Methodology: Details of the methods for the cruise are given in DiMento et al. (2019). Details of the overall method and approach for dissolved gaseous mercury and atmospheric mercury methods are given in Andersson et al. (2008), Mason et al. (2017), Soerensen et al. (2014), and Soerensen et al. (2013). Analytical methods are detailed in DiMento et al. (2019) with additional information in the papers listed above and in Munson et al. (2014), Morton et al. (2013), and Gichuki & Mason (2014). See "Related Publications" below for complete citations.
Sampling Procedures: Fourteen bulk aerosol deployments were made over periods of three to five days using high-volume aerosol samplers following methods in Morton et al. (2013). During each deployment, aerosol samples were collected in triplicate on pre-combusted glass-fiber (GFF) or quartz fiber (QMA) filters. Unused filters were set aside for blank analysis. Sampling duration lasted an average of 31.0 h (11.0 to 80.0 h) with an average volume filtered of 172.5 m3 (60.6 to 451.9 m3). Aerosol filters were stored in acid cleaned polystyrene petri dishes.
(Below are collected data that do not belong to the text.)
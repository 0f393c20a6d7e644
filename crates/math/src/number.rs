//! Signed fixed-point decimal backed by a scaled `i128` mantissa.
//!
//! Products and quotients run through a 256-bit intermediate so that a
//! full-range token amount times a large exchange rate cannot wrap. All
//! truncation is toward zero; saturation stops at [`Number::MAX`], which
//! doubles as the "uncapped" sentinel used by the risk engine.

use std::fmt;
use std::ops::{Add, AddAssign, Div, Mul, Neg, Sub, SubAssign};
use std::str::FromStr;

use alloy_primitives::U256;
use serde::{de, Deserialize, Deserializer, Serialize, Serializer};

use crate::error::NumberError;

/// Decimals carried by the pool-internal family.
pub const WIDE_PRECISION: u32 = 15;

/// Decimals carried by the valuation family.
pub const STD_PRECISION: u32 = 10;

/// Pool-internal fixed point: reserves, exchange rates, interest rates.
pub type WideNumber = Number<WIDE_PRECISION>;

/// Valuation fixed point: position values, collateral, risk ratios.
pub type StdNumber = Number<STD_PRECISION>;

/// A signed decimal scaled by `10^PRECISION`.
///
/// Two values only interoperate when they share a precision; converting a
/// token amount between families is an explicit [`Number::rescale`].
#[derive(Clone, Copy, Default, PartialEq, Eq, PartialOrd, Ord, Hash)]
pub struct Number<const PRECISION: u32>(i128);

impl<const PRECISION: u32> Number<PRECISION> {
    /// The scaled representation of 1.0.
    pub const ONE_RAW: i128 = 10i128.pow(PRECISION);

    pub const ZERO: Self = Self(0);
    pub const ONE: Self = Self(Self::ONE_RAW);

    /// Largest representable value, used as the "uncapped" sentinel for
    /// claims with no leverage configured. Saturating arithmetic keeps the
    /// sentinel stable through downstream sums and comparisons.
    pub const MAX: Self = Self(i128::MAX);

    /// Smallest representable value; negative saturation stops here.
    pub const MIN: Self = Self(i128::MIN);

    /// Builds a value directly from a raw mantissa at this precision.
    pub const fn from_raw(raw: i128) -> Self {
        Self(raw)
    }

    /// The raw mantissa.
    pub const fn into_raw(self) -> i128 {
        self.0
    }

    /// Rescales `value * 10^exponent` into this precision, truncating toward
    /// zero when digits are dropped and saturating when they cannot fit.
    pub fn from_decimal(value: impl Into<i128>, exponent: i32) -> Self {
        let value = value.into();
        if value == 0 {
            return Self::ZERO;
        }

        let extra = PRECISION as i32 + exponent;
        if extra < 0 {
            match 10i128.checked_pow(extra.unsigned_abs()) {
                Some(divisor) => Self(value / divisor),
                None => Self::ZERO,
            }
        } else {
            10i128
                .checked_pow(extra as u32)
                .and_then(|factor| value.checked_mul(factor))
                .map(Self)
                .unwrap_or_else(|| Self::saturated(value < 0))
        }
    }

    /// Converts a basis-point quantity (1 bp = 0.0001).
    pub fn from_bps(bps: u16) -> Self {
        Self::from_decimal(bps as i128, -4)
    }

    /// Converts to this value's representation at another precision,
    /// truncating toward zero when narrowing.
    ///
    /// The saturation sentinels mean the same thing in every family, so
    /// [`Self::MAX`] and [`Self::MIN`] map to the target's sentinels
    /// instead of being rescaled as ordinary magnitudes.
    pub fn rescale<const TARGET: u32>(self) -> Number<TARGET> {
        if self.0 == i128::MAX || self.0 == i128::MIN {
            return Number::<TARGET>(self.0);
        }
        if TARGET >= PRECISION {
            let factor = 10i128.pow(TARGET - PRECISION);
            Number::<TARGET>(self.0.saturating_mul(factor))
        } else {
            let divisor = 10i128.pow(PRECISION - TARGET);
            Number::<TARGET>(self.0 / divisor)
        }
    }

    /// Truncating conversion to integer units of `10^exponent`.
    pub fn as_u64(&self, exponent: i32) -> Result<u64, NumberError> {
        self.to_unsigned_units(exponent, Bias::Truncate)
    }

    /// Like [`Self::as_u64`] but adds half a unit before truncating.
    pub fn as_u64_rounded(&self, exponent: i32) -> Result<u64, NumberError> {
        self.to_unsigned_units(exponent, Bias::HalfUp)
    }

    /// Like [`Self::as_u64`] but rounds away from zero.
    pub fn as_u64_ceil(&self, exponent: i32) -> Result<u64, NumberError> {
        self.to_unsigned_units(exponent, Bias::Ceil)
    }

    pub fn min(self, other: Self) -> Self {
        if self <= other {
            self
        } else {
            other
        }
    }

    pub fn max(self, other: Self) -> Self {
        if self >= other {
            self
        } else {
            other
        }
    }

    pub fn is_negative(&self) -> bool {
        self.0 < 0
    }

    /// Saturating subtraction clamped at zero.
    pub fn saturating_sub_floor(self, other: Self) -> Self {
        (self - other).max(Self::ZERO)
    }

    fn to_unsigned_units(&self, exponent: i32, bias: Bias) -> Result<u64, NumberError> {
        if self.0 < 0 {
            return Err(NumberError::Negative);
        }

        let extra = PRECISION as i32 + exponent;
        let units = if extra <= 0 {
            // Scaling up: the requested unit is finer than our precision.
            let factor = 10i128
                .checked_pow(extra.unsigned_abs())
                .ok_or(NumberError::Overflow)?;
            self.0.checked_mul(factor).ok_or(NumberError::Overflow)?
        } else {
            match 10i128.checked_pow(extra as u32) {
                // The divisor exceeds any i128 magnitude, so the quotient is
                // zero save for a ceil of a nonzero value.
                None => match bias {
                    Bias::Ceil if self.0 > 0 => 1,
                    _ => 0,
                },
                Some(divisor) => {
                    let adjust = match bias {
                        Bias::Truncate => 0,
                        Bias::HalfUp => divisor / 2,
                        Bias::Ceil => divisor - 1,
                    };
                    self.0.checked_add(adjust).ok_or(NumberError::Overflow)? / divisor
                }
            }
        };

        u64::try_from(units).map_err(|_| NumberError::Overflow)
    }

    fn saturated(negative: bool) -> Self {
        if negative {
            Self::MIN
        } else {
            Self::MAX
        }
    }

    fn from_sign_magnitude(negative: bool, magnitude: U256) -> Self {
        if magnitude > U256::from(i128::MAX as u128) {
            return Self::saturated(negative);
        }
        let magnitude = magnitude.to::<u128>() as i128;
        Self(if negative { -magnitude } else { magnitude })
    }
}

impl WideNumber {
    /// Narrows into the valuation family, truncating toward zero.
    pub fn to_std(self) -> StdNumber {
        self.rescale::<STD_PRECISION>()
    }
}

impl StdNumber {
    /// Widens into the pool-math family.
    pub fn to_wide(self) -> WideNumber {
        self.rescale::<WIDE_PRECISION>()
    }
}

#[derive(Clone, Copy)]
enum Bias {
    Truncate,
    HalfUp,
    Ceil,
}

impl<const PRECISION: u32> From<u64> for Number<PRECISION> {
    fn from(value: u64) -> Self {
        Self::from_decimal(value, 0)
    }
}

impl<const PRECISION: u32> From<i64> for Number<PRECISION> {
    fn from(value: i64) -> Self {
        Self::from_decimal(value, 0)
    }
}

impl<const PRECISION: u32> Add for Number<PRECISION> {
    type Output = Self;

    fn add(self, rhs: Self) -> Self {
        Self(self.0.saturating_add(rhs.0))
    }
}

impl<const PRECISION: u32> Sub for Number<PRECISION> {
    type Output = Self;

    fn sub(self, rhs: Self) -> Self {
        Self(self.0.saturating_sub(rhs.0))
    }
}

impl<const PRECISION: u32> AddAssign for Number<PRECISION> {
    fn add_assign(&mut self, rhs: Self) {
        *self = *self + rhs;
    }
}

impl<const PRECISION: u32> SubAssign for Number<PRECISION> {
    fn sub_assign(&mut self, rhs: Self) {
        *self = *self - rhs;
    }
}

impl<const PRECISION: u32> Mul for Number<PRECISION> {
    type Output = Self;

    /// `(a.raw * b.raw) / 10^P`, truncating toward zero. The product is
    /// taken at 256 bits so no representable operands can wrap.
    fn mul(self, rhs: Self) -> Self {
        let negative = (self.0 < 0) != (rhs.0 < 0);
        let product = U256::from(self.0.unsigned_abs()) * U256::from(rhs.0.unsigned_abs());
        let scaled = product / U256::from(Self::ONE_RAW.unsigned_abs());
        Self::from_sign_magnitude(negative, scaled)
    }
}

impl<const PRECISION: u32> Div for Number<PRECISION> {
    type Output = Self;

    /// `(a.raw * 10^P) / b.raw`, truncating toward zero.
    ///
    /// Dividing by zero panics, as with primitive integers; every call site
    /// in the client floors a degenerate pool or rejects a zero rate before
    /// dividing.
    fn div(self, rhs: Self) -> Self {
        let negative = (self.0 < 0) != (rhs.0 < 0);
        let numerator = U256::from(self.0.unsigned_abs()) * U256::from(Self::ONE_RAW.unsigned_abs());
        let quotient = numerator / U256::from(rhs.0.unsigned_abs());
        Self::from_sign_magnitude(negative, quotient)
    }
}

impl<const PRECISION: u32> Neg for Number<PRECISION> {
    type Output = Self;

    fn neg(self) -> Self {
        Self(self.0.checked_neg().unwrap_or(i128::MAX))
    }
}

impl<const PRECISION: u32> fmt::Display for Number<PRECISION> {
    fn fmt(&self, f: &mut fmt::Formatter<'_>) -> fmt::Result {
        let int = self.0 / Self::ONE_RAW;
        let frac = (self.0 % Self::ONE_RAW).unsigned_abs();
        let sign = if self.0 < 0 && int == 0 { "-" } else { "" };

        if frac == 0 {
            return write!(f, "{sign}{int}.0");
        }

        let mut digits = format!("{:0width$}", frac, width = PRECISION as usize);
        while digits.len() > 1 && digits.ends_with('0') {
            digits.pop();
        }
        write!(f, "{sign}{int}.{digits}")
    }
}

impl<const PRECISION: u32> fmt::Debug for Number<PRECISION> {
    fn fmt(&self, f: &mut fmt::Formatter<'_>) -> fmt::Result {
        fmt::Display::fmt(self, f)
    }
}

impl<const PRECISION: u32> FromStr for Number<PRECISION> {
    type Err = NumberError;

    fn from_str(s: &str) -> Result<Self, NumberError> {
        let (negative, body) = match s.strip_prefix('-') {
            Some(rest) => (true, rest),
            None => (false, s),
        };
        let (int_part, frac_part) = match body.split_once('.') {
            Some((i, f)) => (i, f),
            None => (body, ""),
        };
        if int_part.is_empty() && frac_part.is_empty() {
            return Err(NumberError::Malformed);
        }

        let mut raw: i128 = 0;
        if !int_part.is_empty() {
            let units: i128 = int_part.parse().map_err(|_| NumberError::Malformed)?;
            raw = units.checked_mul(Self::ONE_RAW).ok_or(NumberError::Overflow)?;
        }

        // Digits past our precision are truncated, matching from_decimal.
        let frac_digits = &frac_part[..frac_part.len().min(PRECISION as usize)];
        if !frac_digits.is_empty() {
            if !frac_digits.bytes().all(|b| b.is_ascii_digit()) {
                return Err(NumberError::Malformed);
            }
            let frac: i128 = frac_digits.parse().map_err(|_| NumberError::Malformed)?;
            let scale = 10i128.pow(PRECISION - frac_digits.len() as u32);
            raw = raw
                .checked_add(frac * scale)
                .ok_or(NumberError::Overflow)?;
        }

        Ok(Self(if negative { -raw } else { raw }))
    }
}

impl<const PRECISION: u32> Serialize for Number<PRECISION> {
    fn serialize<S: Serializer>(&self, serializer: S) -> Result<S::Ok, S::Error> {
        serializer.collect_str(self)
    }
}

impl<'de, const PRECISION: u32> Deserialize<'de> for Number<PRECISION> {
    fn deserialize<D: Deserializer<'de>>(deserializer: D) -> Result<Self, D::Error> {
        let text = String::deserialize(deserializer)?;
        text.parse().map_err(de::Error::custom)
    }
}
All samples were kept frozen at -20 degrees C in the dark, and were transported back to the University of Connecticut for analysis.
Methylmercury concentrations were determined following the ascorbic acid-assisted direct ethylation method (Munson et al., 2014) using a Tekran 2700 instrument and autosampler to automate the purging, trapping, and detection via cold vapor atomic fluorescence spectroscopy (CVAFS). Samples were thawed then acidified to 1% (v/v) H2SO4 and left to digest overnight before neutralizing with 8N potassium hydroxide (KOH), buffering with 4M acetate, adding 2.5% (w/v) ascorbic acid and finally 1% (w/v) sodium tetraethyl borate (NaTEB) to ethylate the methylmercury. Total mercury concentrations were determined by dual gold-amalgamation CVAFS utilizing a Tekran 2600 instrument in accordance with U.S. EPA Method 1631. Briefly, waters were digested with bromine monochloride (BrCl) followed by a pre-reduction step with hydroxylamine hydrochloride (NH₂OH·HCl). Inorganic Hg(II) was then reduced to Hg⁰ using stannous chloride (SnCl₂) prior to automated analysis on the Tekran.
Aerosol filters were digested in acid-cleaned 15-mL centrifuge tubes with 10 mL of 4.57 M trace metal grade HNO3, placed in a covered 60 degrees C water bath for 12 hours (Hammerschmidt and Fitzgerald, 2006). A subsample of this digest was taken for CH3Hg analysis, and the remainder was further digested with BrCl overnight at room temperature.